EL SACRIFICIO.

 La estancia era diáfana, como si hubiera sido dispuesta con esmero para recibirme. No hacía ni frío ni calor entre aquellas paredes altas, coronadas por rosetones de colores que filtraban una luz que se disolvía con forma de penumbra. Hileras de pilares cónicos se erguían solemnes, sosteniendo cúpulas recamadas de alegorías cósmicas, pinturas celestiales, donde constelaciones imposibles danzaban en silencio eterno.
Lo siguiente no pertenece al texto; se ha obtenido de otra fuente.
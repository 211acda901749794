//! File inspection for the `probe` command
//!
//! Runs the same header validation a stream start would, without touching
//! any decoder pool, and reports what it found as a serializable value.

use crate::codec::adts::AdtsHeader;
use crate::codec::mpeg::{id3v2_tag_len, FrameHeader, MPEG_HEADER_LEN};
use crate::codec::CodecKind;
use crate::container::{ContainerInfo, ContainerParser};
use crate::error::{Error, Result};
use crate::playback::source::{parse_wav_header, WavInfo};
use crate::playback::SourceFormat;
use crate::storage::directory::FileHandle;
use crate::storage::SourceHandle;
use serde::Serialize;
use std::path::Path;

/// Bytes searched for the first compressed frame after any ID3 tag
const SYNC_SEARCH_BYTES: usize = 16 * 1024;

/// First frame of an elementary MP3 or ADTS stream
#[derive(Debug, Clone, Copy, PartialEq, Eq, Serialize)]
pub struct ElementaryInfo {
    pub codec: CodecKind,
    pub sample_rate: u32,
    pub channels: u16,
    /// Offset of the first frame header
    pub first_frame_offset: u64,
    pub first_frame_len: usize,
    /// Leading ID3v2 tag, 0 if none
    pub id3_bytes: usize,
}

#[derive(Debug, Clone, Copy, PartialEq, Eq, Serialize)]
#[serde(tag = "kind", rename_all = "lowercase")]
pub enum ProbeDetails {
    Wav(WavInfo),
    Elementary(ElementaryInfo),
    Container(ContainerInfo),
}

#[derive(Debug, Clone, PartialEq, Eq, Serialize)]
pub struct ProbeReport {
    pub path: String,
    pub size_bytes: u64,
    pub format: SourceFormat,
    pub details: ProbeDetails,
}

/// Probe a file on the host filesystem
pub fn probe_file(path: &Path) -> Result<ProbeReport> {
    let mut handle = FileHandle::open_path(path)?;
    let report = probe_source(&mut handle, &path.to_string_lossy());
    handle.close();
    report
}

/// Probe an already opened source; `name` is used for format detection
pub fn probe_source(src: &mut dyn SourceHandle, name: &str) -> Result<ProbeReport> {
    let head = read_window(src, 0)?;
    let format = SourceFormat::from_path(name)
        .or_else(|| SourceFormat::sniff(&head))
        .ok_or_else(|| Error::Config(format!("Unrecognized audio format: {}", name)))?;

    let details = match format {
        SourceFormat::Wav => ProbeDetails::Wav(parse_wav_header(src)?),
        SourceFormat::M4a => ProbeDetails::Container(*ContainerParser::open(src)?.info()),
        SourceFormat::Mp3 | SourceFormat::Aac => ProbeDetails::Elementary(first_frame(src, format)?),
    };

    Ok(ProbeReport {
        path: name.to_string(),
        size_bytes: src.len(),
        format,
        details,
    })
}

/// First frame header of an elementary stream, after any leading ID3v2 tag
///
/// Leaves the read position anywhere; callers seek before reading on.
pub(crate) fn first_frame(src: &mut dyn SourceHandle, format: SourceFormat) -> Result<ElementaryInfo> {
    let head = read_window(src, 0)?;
    let id3_bytes = id3v2_tag_len(&head).unwrap_or(0);
    let window = read_window(src, id3_bytes as u64)?;
    find_first_frame(&window, format, id3_bytes)
}

/// Up to `SYNC_SEARCH_BYTES` starting at `offset`
fn read_window(src: &mut dyn SourceHandle, offset: u64) -> Result<Vec<u8>> {
    let len = src.len().saturating_sub(offset).min(SYNC_SEARCH_BYTES as u64) as usize;
    let mut buf = vec![0u8; len];
    src.seek(offset)?;
    let mut filled = 0;
    while filled < len {
        let n = src.read_chunk(&mut buf[filled..])?;
        if n == 0 {
            break;
        }
        filled += n;
    }
    buf.truncate(filled);
    Ok(buf)
}

/// Locate the first frame header in `buf`, whose first byte sits at file
/// offset `base`
fn find_first_frame(buf: &[u8], format: SourceFormat, base: usize) -> Result<ElementaryInfo> {
    for offset in 0..buf.len().saturating_sub(MPEG_HEADER_LEN - 1) {
        let found = match format {
            SourceFormat::Aac => AdtsHeader::parse(&buf[offset..]).map(|h| ElementaryInfo {
                codec: CodecKind::Aac,
                sample_rate: h.sample_rate,
                channels: h.channels,
                first_frame_offset: (base + offset) as u64,
                first_frame_len: h.frame_length,
                id3_bytes: base,
            }),
            _ => FrameHeader::parse(&buf[offset..]).map(|h| ElementaryInfo {
                codec: CodecKind::Mp3,
                sample_rate: h.sample_rate,
                channels: h.channels,
                first_frame_offset: (base + offset) as u64,
                first_frame_len: h.frame_length,
                id3_bytes: base,
            }),
        };
        if let Some(info) = found {
            return Ok(info);
        }
    }
    Err(Error::Decode(format!(
        "No {} frame sync in the first {} bytes",
        format,
        buf.len()
    )))
}
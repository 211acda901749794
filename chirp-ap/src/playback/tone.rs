//! Test-tone chirp generator
//!
//! Linear frequency sweep rendered as mono 16-bit PCM. Used to check the
//! output path without any file on storage.

use crate::error::{Error, Result};
use serde::{Deserialize, Serialize};
use std::f32::consts::TAU;

/// Sweep parameters
#[derive(Debug, Clone, Copy, PartialEq, Serialize, Deserialize)]
pub struct ChirpParams {
    pub start_hz: u32,
    pub end_hz: u32,
    pub duration_ms: u32,
    /// 0-255, 128 is roughly half scale
    pub volume: u8,
}

impl Default for ChirpParams {
    fn default() -> Self {
        Self {
            start_hz: 500,
            end_hz: 4000,
            duration_ms: 250,
            volume: 128,
        }
    }
}

/// Sweep generator state
#[derive(Debug, Clone)]
pub struct Chirp {
    params: ChirpParams,
    sample_rate: u32,
    total_samples: u64,
    position: u64,
    /// Radians, kept in [0, TAU)
    phase: f32,
}

impl Chirp {
    pub fn new(params: ChirpParams, sample_rate: u32) -> Result<Self> {
        let nyquist = sample_rate / 2;
        if sample_rate == 0 || params.duration_ms == 0 {
            return Err(Error::Config("Chirp needs a duration and sample rate".to_string()));
        }
        if params.start_hz == 0
            || params.end_hz == 0
            || params.start_hz > nyquist
            || params.end_hz > nyquist
        {
            return Err(Error::Config(format!(
                "Chirp sweep {}-{} Hz outside 1-{} Hz",
                params.start_hz, params.end_hz, nyquist
            )));
        }

        Ok(Self {
            params,
            sample_rate,
            total_samples: params.duration_ms as u64 * sample_rate as u64 / 1000,
            position: 0,
            phase: 0.0,
        })
    }

    pub fn sample_rate(&self) -> u32 {
        self.sample_rate
    }

    pub fn total_samples(&self) -> u64 {
        self.total_samples
    }

    pub fn remaining(&self) -> u64 {
        self.total_samples - self.position
    }

    pub fn is_finished(&self) -> bool {
        self.position >= self.total_samples
    }

    /// Render up to `out.len()` samples; returns how many were written
    pub fn render(&mut self, out: &mut [i16]) -> usize {
        let n = (self.remaining() as usize).min(out.len());
        let amplitude = self.params.volume as f32 / 255.0 * i16::MAX as f32;
        let start = self.params.start_hz as f32;
        let span = self.params.end_hz as f32 - start;
        let total = self.total_samples as f32;
        let rate = self.sample_rate as f32;

        for sample in out[..n].iter_mut() {
            let progress = self.position as f32 / total;
            let freq = start + span * progress;
            *sample = (self.phase.sin() * amplitude) as i16;
            self.phase = (self.phase + TAU * freq / rate) % TAU;
            self.position += 1;
        }
        n
    }
}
El olor a incienso era espeso, casi material, y los coros envolvían el aire con cánticos de origen de adoración religiosa. Sus voces no parecían humanas ni celestiales: eran de otro mundo, de otro tiempo. Yo avanzaba por la nave central con las manos atadas a la espalda, como si mi cuerpo conociera el camino antes que mi voluntad. A mi derecha, nadie. A mi izquierda, tampoco. Solo el vacío y la respiración imposible de las piedras.

Al fondo, el altar irradiaba una quietud implacable. Inquietante. Me acerqué con pasos contenidos, sintiendo cómo el mármol absorbía mis temores. Frente a las imágenes policromadas me detuve unos instantes: figuras detenidas en una agonía de pigmento, que me miraban sin ojos. Luego me arrodillé ante un tocho de madera —un tarugo sin nombre, sin ornamento— y apoyé la frente con suavidad, como quien se rinde sin que se le exija palabra.

Y así aguardé.

El tiempo se volvió denso, deshilachado. No había relojes ni compases. Solo la espera. Larga. Intacta. Suspendida.

Y aún tuve que esperar más.

Esperar, con la cabeza gacha, la llegada del verdugo.